Giwa Barracks Massacre
Despite these warnings, in March this year, a massacre occurred that appears to constitute an international war crime.
It occurred in the aftermath of the Boko Haram assault on Giwa Barracks. Hundreds of inmates escaped during the attack, running for their homes.
Amnesty International has documented that 622 people were killed by the military that day.
The government's militia rounded escapees and waited for the soldiers.
One witness saw what happened next: "They were looking for something to eat or drink. One was begging for water with his hands. All of them were crying saying they were not Boko Haram. Two soldiers came either side and asked people to move away and pop pop pop, they shot them all."
Amnesty International's Makmid Kamara says: "This is something that must be investigated by the international criminal court we think this act may constitute extrajudicial execution and crimes against humanity.
But it didn't end there. Channel 4 Dispatches obtained two horrific videos. The first video shows what we are told are the bodies of Giwa detainees being thrown into a pit. Then a Giwa prisoner is laid on the ground and his throat cut.
From what the soldiers say, it appears to be an act of revenge for Boko Haram beheading fellow troops.
A militia source told us these videos are fake. Boko Haram members have previously worn army uniforms and he says these are insurgents impersonating soldiers to discredit the army.
But evidence in the videos tells a different story. Their metadata indicates they were filmed on the same day, just hours after the Giwa break out.
The soldiers are wearing Nigerian army uniforms - on one you can see the name Operation Flush - the army's anti Boko Haram campaign.
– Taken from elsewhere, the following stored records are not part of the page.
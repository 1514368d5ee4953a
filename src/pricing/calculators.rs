//! Core pricing calculation functions.
//!
//! Pure functions for pricing math - no database access. Safe to call from any
//! number of tasks concurrently.

use rust_decimal::prelude::*;
use rust_decimal_macros::dec;

use super::models::{PriceTier, TierInput, TierKind};

/// Fraction digits carried by every externally visible money amount
pub const MONEY_SCALE: u32 = 2;

const MINUTES_PER_HOUR: Decimal = dec!(60);

/// Durations shown in the price preview table
pub const PREVIEW_DURATIONS: [i32; 7] = [15, 30, 60, 90, 120, 180, 240];

/// Round to two decimal places, half-up, always carrying exactly two digits.
///
/// # Examples
/// ```
/// use rust_decimal_macros::dec;
/// use studio_billing::pricing::round_money;
///
/// assert_eq!(round_money(dec!(2.345)), dec!(2.35));
/// assert_eq!(round_money(dec!(105)).to_string(), "105.00");
/// ```
pub fn round_money(amount: Decimal) -> Decimal {
    let mut rounded =
        amount.round_dp_with_strategy(MONEY_SCALE, RoundingStrategy::MidpointAwayFromZero);
    rounded.rescale(MONEY_SCALE);
    rounded
}

/// Pro-rate an hourly rate over a number of minutes, unrounded.
fn hourly_amount(rate: Decimal, minutes: i32) -> Decimal {
    rate * Decimal::from(minutes) / MINUTES_PER_HOUR
}

/// Compute the charge for a booking of `duration_minutes`.
///
/// With no tiers the base hourly rate is pro-rated over the whole duration.
/// Otherwise tiers are walked in ascending `from_minutes` order; each one
/// charges for the part of the booking inside `[from_minutes, to_minutes)`.
/// Fixed tiers charge their full rate once any minute lands in them, hourly
/// tiers are pro-rated. Minutes not covered by any tier are free.
///
/// The tier set is trusted to be non-overlapping; it does not need to be sorted.
///
/// # Panics
/// If `duration_minutes` is not positive. Callers validate durations first.
pub fn compute_price(base_rate: Decimal, tiers: &[PriceTier], duration_minutes: i32) -> Decimal {
    assert!(
        duration_minutes > 0,
        "compute_price called with non-positive duration {}",
        duration_minutes
    );

    if tiers.is_empty() {
        return round_money(hourly_amount(base_rate, duration_minutes));
    }

    let mut ordered: Vec<&PriceTier> = tiers.iter().collect();
    ordered.sort_by_key(|t| (t.from_minutes, t.sort_order));

    let mut total = Decimal::ZERO;
    let mut position = 0;

    for tier in ordered {
        let tier_end = tier.to_minutes.unwrap_or(duration_minutes);
        if tier_end <= position {
            continue;
        }

        let consumed_end = tier_end.min(duration_minutes);
        let minutes_in_tier = (consumed_end - tier.from_minutes.max(position)).max(0);
        if minutes_in_tier == 0 {
            continue;
        }

        total += match tier.kind {
            TierKind::Fixed => tier.rate,
            TierKind::Hourly => hourly_amount(tier.rate, minutes_in_tier),
        };

        position = consumed_end;
        if position >= duration_minutes {
            break;
        }
    }

    round_money(total)
}

/// One row of a price preview table
#[derive(Debug, Clone, PartialEq)]
pub struct PricePreview {
    pub duration_minutes: i32,
    pub amount: Decimal,
}

/// Run `compute_price` over the standard preview durations.
pub fn preview_prices(base_rate: Decimal, tiers: &[PriceTier]) -> Vec<PricePreview> {
    PREVIEW_DURATIONS
        .iter()
        .map(|&duration_minutes| PricePreview {
            duration_minutes,
            amount: compute_price(base_rate, tiers, duration_minutes),
        })
        .collect()
}

/// Price of `quantity` units at `unit_rate`
pub fn line_total(unit_rate: Decimal, quantity: i32) -> Decimal {
    round_money(unit_rate * Decimal::from(quantity))
}

/// Why `rate` cannot be stored as a price, if it cannot.
///
/// Rates are kept at the same scale as every frozen amount, so an invoice line
/// can always be recomputed from the rate it records.
pub fn rate_problem(rate: Decimal) -> Option<String> {
    if rate <= Decimal::ZERO {
        Some(format!("rate must be positive (got {})", rate))
    } else if rate.normalize().scale() > MONEY_SCALE {
        Some(format!(
            "rate must have at most {} fraction digits (got {})",
            MONEY_SCALE, rate
        ))
    } else {
        None
    }
}

/// Check tier bounds and rate, returning a description of every problem.
pub fn validate_tier_input(input: &TierInput) -> Vec<String> {
    let mut errors = Vec::new();
    if input.from_minutes < 0 {
        errors.push(format!("from_minutes must be >= 0 (got {})", input.from_minutes));
    }
    if let Some(to) = input.to_minutes {
        if to <= input.from_minutes {
            errors.push(format!(
                "to_minutes must be greater than from_minutes ({} <= {})",
                to, input.from_minutes
            ));
        }
    }
    if let Some(problem) = rate_problem(input.rate) {
        errors.push(problem);
    }
    errors
}

/// Find an existing tier that overlaps `candidate`, ignoring `candidate` itself.
pub fn find_overlap<'a>(candidate: &PriceTier, existing: &'a [PriceTier]) -> Option<&'a PriceTier> {
    existing
        .iter()
        .filter(|t| t.id != candidate.id)
        .find(|t| candidate.overlaps(t))
}

#[cfg(test)]
mod tests {
    use super::*;
    use uuid::Uuid;

    fn tier(from: i32, to: Option<i32>, kind: TierKind, rate: Decimal) -> PriceTier {
        PriceTier {
            id: Uuid::new_v4(),
            price_id: Uuid::nil(),
            from_minutes: from,
            to_minutes: to,
            kind,
            rate,
            sort_order: 0,
        }
    }

    fn canonical_tiers() -> Vec<PriceTier> {
        vec![
            tier(0, Some(30), TierKind::Fixed, dec!(75.00)),
            tier(30, None, TierKind::Hourly, dec!(120.00)),
        ]
    }

    // ==================== round_money tests ====================

    #[test]
    fn test_round_money_half_up() {
        assert_eq!(round_money(dec!(2.345)), dec!(2.35));
        assert_eq!(round_money(dec!(2.355)), dec!(2.36));
        assert_eq!(round_money(dec!(2.344)), dec!(2.34));
        assert_eq!(round_money(dec!(-2.345)), dec!(-2.35));
    }

    #[test]
    fn test_round_money_always_two_digits() {
        assert_eq!(round_money(dec!(105)).to_string(), "105.00");
        assert_eq!(round_money(dec!(17.5)).to_string(), "17.50");
        assert_eq!(round_money(dec!(23.33333333)).to_string(), "23.33");
        assert_eq!(round_money(Decimal::ZERO).scale(), MONEY_SCALE);
    }

    // ==================== compute_price tests ====================

    #[test]
    fn test_no_tiers_prorates_base_rate() {
        assert_eq!(compute_price(dec!(70.00), &[], 15), dec!(17.50));
        assert_eq!(compute_price(dec!(70.00), &[], 30), dec!(35.00));
        assert_eq!(compute_price(dec!(70.00), &[], 90), dec!(105.00));
        assert_eq!(compute_price(dec!(70.00), &[], 120), dec!(140.00));
    }

    #[test]
    fn test_no_tiers_rounds_once_at_the_end() {
        // 70 * 20 / 60 = 23.3333...
        assert_eq!(compute_price(dec!(70.00), &[], 20), dec!(23.33));
        // 50 * 1 / 60 = 0.8333...
        assert_eq!(compute_price(dec!(50.00), &[], 1), dec!(0.83));
        // 0.03 * 50 / 60 = 0.025 -> half-up
        assert_eq!(compute_price(dec!(0.03), &[], 50), dec!(0.03));
    }

    #[test]
    fn test_canonical_tiered_example() {
        let tiers = canonical_tiers();
        assert_eq!(compute_price(dec!(99.00), &tiers, 30), dec!(75.00));
        assert_eq!(compute_price(dec!(99.00), &tiers, 60), dec!(135.00));
        assert_eq!(compute_price(dec!(99.00), &tiers, 90), dec!(195.00));
        assert_eq!(compute_price(dec!(99.00), &tiers, 120), dec!(255.00));
    }

    #[test]
    fn test_base_rate_ignored_when_tiers_present() {
        let tiers = canonical_tiers();
        assert_eq!(
            compute_price(dec!(1.00), &tiers, 90),
            compute_price(dec!(1000.00), &tiers, 90)
        );
    }

    #[test]
    fn test_unsorted_tiers_are_sorted() {
        let mut tiers = canonical_tiers();
        tiers.reverse();
        assert_eq!(compute_price(dec!(0), &tiers, 90), dec!(195.00));
    }

    #[test]
    fn test_fixed_tier_never_prorated() {
        let tiers = vec![tier(0, Some(15), TierKind::Fixed, dec!(20.00))];
        assert_eq!(compute_price(dec!(0), &tiers, 1), dec!(20.00));
        assert_eq!(compute_price(dec!(0), &tiers, 7), dec!(20.00));
        assert_eq!(compute_price(dec!(0), &tiers, 15), dec!(20.00));
        // Minutes past the last tier are free
        assert_eq!(compute_price(dec!(0), &tiers, 45), dec!(20.00));
    }

    #[test]
    fn test_fixed_tier_after_partial_hourly() {
        let tiers = vec![
            tier(0, Some(60), TierKind::Hourly, dec!(60.00)),
            tier(60, Some(120), TierKind::Fixed, dec!(50.00)),
        ];
        assert_eq!(compute_price(dec!(0), &tiers, 45), dec!(45.00));
        assert_eq!(compute_price(dec!(0), &tiers, 61), dec!(110.00));
        assert_eq!(compute_price(dec!(0), &tiers, 120), dec!(110.00));
    }

    #[test]
    fn test_gap_tolerance() {
        let tiers = vec![
            tier(0, Some(180), TierKind::Hourly, dec!(70)),
            tier(180, None, TierKind::Hourly, dec!(60)),
        ];
        assert_eq!(compute_price(dec!(0), &tiers, 120), dec!(140.00));
        assert_eq!(compute_price(dec!(0), &tiers, 180), dec!(210.00));
        assert_eq!(compute_price(dec!(0), &tiers, 300), dec!(330.00));
    }

    #[test]
    fn test_uncovered_leading_minutes_are_free() {
        let tiers = vec![tier(60, None, TierKind::Hourly, dec!(60.00))];
        assert_eq!(compute_price(dec!(100.00), &tiers, 30), dec!(0.00));
        assert_eq!(compute_price(dec!(100.00), &tiers, 60), dec!(0.00));
        assert_eq!(compute_price(dec!(100.00), &tiers, 90), dec!(30.00));
    }

    #[test]
    fn test_gap_between_tiers_is_free() {
        let tiers = vec![
            tier(0, Some(30), TierKind::Hourly, dec!(60.00)),
            tier(60, None, TierKind::Hourly, dec!(60.00)),
        ];
        // 30 minutes charged, 30 free, 30 charged
        assert_eq!(compute_price(dec!(0), &tiers, 90), dec!(60.00));
    }

    #[test]
    fn test_tiers_beyond_duration_ignored() {
        let tiers = vec![
            tier(0, Some(60), TierKind::Hourly, dec!(60.00)),
            tier(240, None, TierKind::Fixed, dec!(500.00)),
        ];
        assert_eq!(compute_price(dec!(0), &tiers, 120), dec!(60.00));
    }

    #[test]
    fn test_hourly_intermediate_precision() {
        // 3 x 20 minute tiers at 70/h: each 23.333..., total 70.00 only if
        // rounding happens once at the end.
        let tiers = vec![
            tier(0, Some(20), TierKind::Hourly, dec!(70)),
            tier(20, Some(40), TierKind::Hourly, dec!(70)),
            tier(40, None, TierKind::Hourly, dec!(70)),
        ];
        assert_eq!(compute_price(dec!(0), &tiers, 60), dec!(70.00));
    }

    #[test]
    fn test_result_has_two_fraction_digits() {
        let tiers = canonical_tiers();
        assert_eq!(compute_price(dec!(0), &tiers, 90).scale(), MONEY_SCALE);
        assert_eq!(compute_price(dec!(70), &[], 60).scale(), MONEY_SCALE);
    }

    #[test]
    #[should_panic(expected = "non-positive duration")]
    fn test_zero_duration_is_a_caller_bug() {
        compute_price(dec!(70.00), &[], 0);
    }

    // ==================== preview / line totals ====================

    #[test]
    fn test_preview_prices() {
        let preview = preview_prices(dec!(70.00), &[]);
        let durations: Vec<i32> = preview.iter().map(|p| p.duration_minutes).collect();
        assert_eq!(durations, PREVIEW_DURATIONS.to_vec());
        assert_eq!(preview[0].amount, dec!(17.50));
        assert_eq!(preview[6].amount, dec!(280.00));

        let tiered = preview_prices(dec!(0), &canonical_tiers());
        assert_eq!(tiered[3].amount, dec!(195.00));
    }

    #[test]
    fn test_line_total_exact() {
        assert_eq!(line_total(dec!(20.00), 2), dec!(40.00));
        assert_eq!(line_total(dec!(20.00), 2).to_string(), "40.00");
        assert_eq!(line_total(dec!(0.33), 3).to_string(), "0.99");
    }

    #[test]
    fn test_rate_problem() {
        assert!(rate_problem(dec!(70.00)).is_none());
        assert!(rate_problem(dec!(70)).is_none());
        assert!(rate_problem(dec!(70.500)).is_none());
        assert!(rate_problem(dec!(0)).is_some());
        assert!(rate_problem(dec!(-5.00)).is_some());
        assert!(rate_problem(dec!(70.005)).is_some());
        assert!(rate_problem(dec!(0.333)).is_some());
    }

    // ==================== tier validation ====================

    #[test]
    fn test_validate_tier_input() {
        let ok = TierInput {
            from_minutes: 0,
            to_minutes: Some(30),
            kind: TierKind::Fixed,
            rate: dec!(75.00),
            sort_order: 0,
        };
        assert!(validate_tier_input(&ok).is_empty());

        let bad = TierInput {
            from_minutes: -5,
            to_minutes: Some(-10),
            kind: TierKind::Hourly,
            rate: dec!(0),
            sort_order: 0,
        };
        assert_eq!(validate_tier_input(&bad).len(), 3);

        let sub_cent = TierInput {
            rate: dec!(75.125),
            ..ok
        };
        assert_eq!(validate_tier_input(&sub_cent).len(), 1);
    }

    #[test]
    fn test_find_overlap_ignores_self() {
        let existing = canonical_tiers();
        let mut edited = existing[1].clone();
        edited.from_minutes = 30;
        edited.to_minutes = Some(90);
        assert!(find_overlap(&edited, &existing).is_none());

        edited.from_minutes = 20;
        let hit = find_overlap(&edited, &existing).map(|t| t.id);
        assert_eq!(hit, Some(existing[0].id));
    }
}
One of the weapons is marked with the number of a battalion based in the north.
And we have contacted four independent witnesses who say they recognise the man who cuts the throat - and he's a Nigerian government solider.
The same man is also seen in the second video filmed later the same day.
In the four minute sixteen second video, five men are called up, laid down in front of a pit and also have their throats cut. Other men are lined up waiting their turn.
The footage is too graphic to broadcast - but we've shown it to a forensic pathologist who has told us that these men's deaths are real.
Amnesty International says it appears these are government soldiers. They've written to the Nigerian Government seeking an inquiry.
The Nigerian military says soldiers have been impersonated before but it will investigate the videos as there is no place in the army for this kind of barbarism.
Calls for action from the international community
Mark Ellis says if these are Nigerian soldiers, the world should act: "I've been in this area of international criminal law for thirty odd years. I don't think I have ever seen anything as disturbing as this … it constitutes war crimes without question…The responsibility here is for the state of Nigeria to bring these individuals to justice and including any superior officers who condone these acts…. If there is not that type of commitment being made on behalf of the government, then this is where the international community has a responsibility to step in and put pressure on this because this is absolutely unacceptable."
Nigerian Right to Reply
The Nigerian High Commissioner in London told Dispatches we were giving in to "disinformation" and that they "dismiss the purported cases of human rights abuses and war crimes…"
"nothing of the sort is being perpetrated in Nigeria. This is because there has to be a war before you talk about war crimes. What is happening …is an effort ...to stamp out insurgency…
[where] "possible collateral damage could be experienced."
"The Nigerian Government … is a signatory to many international human rights instruments, … is doing everything possible within the ambit of law… [The] Government … or its agencies cannot be said to be targeting unprotected civilians as a matter of policy."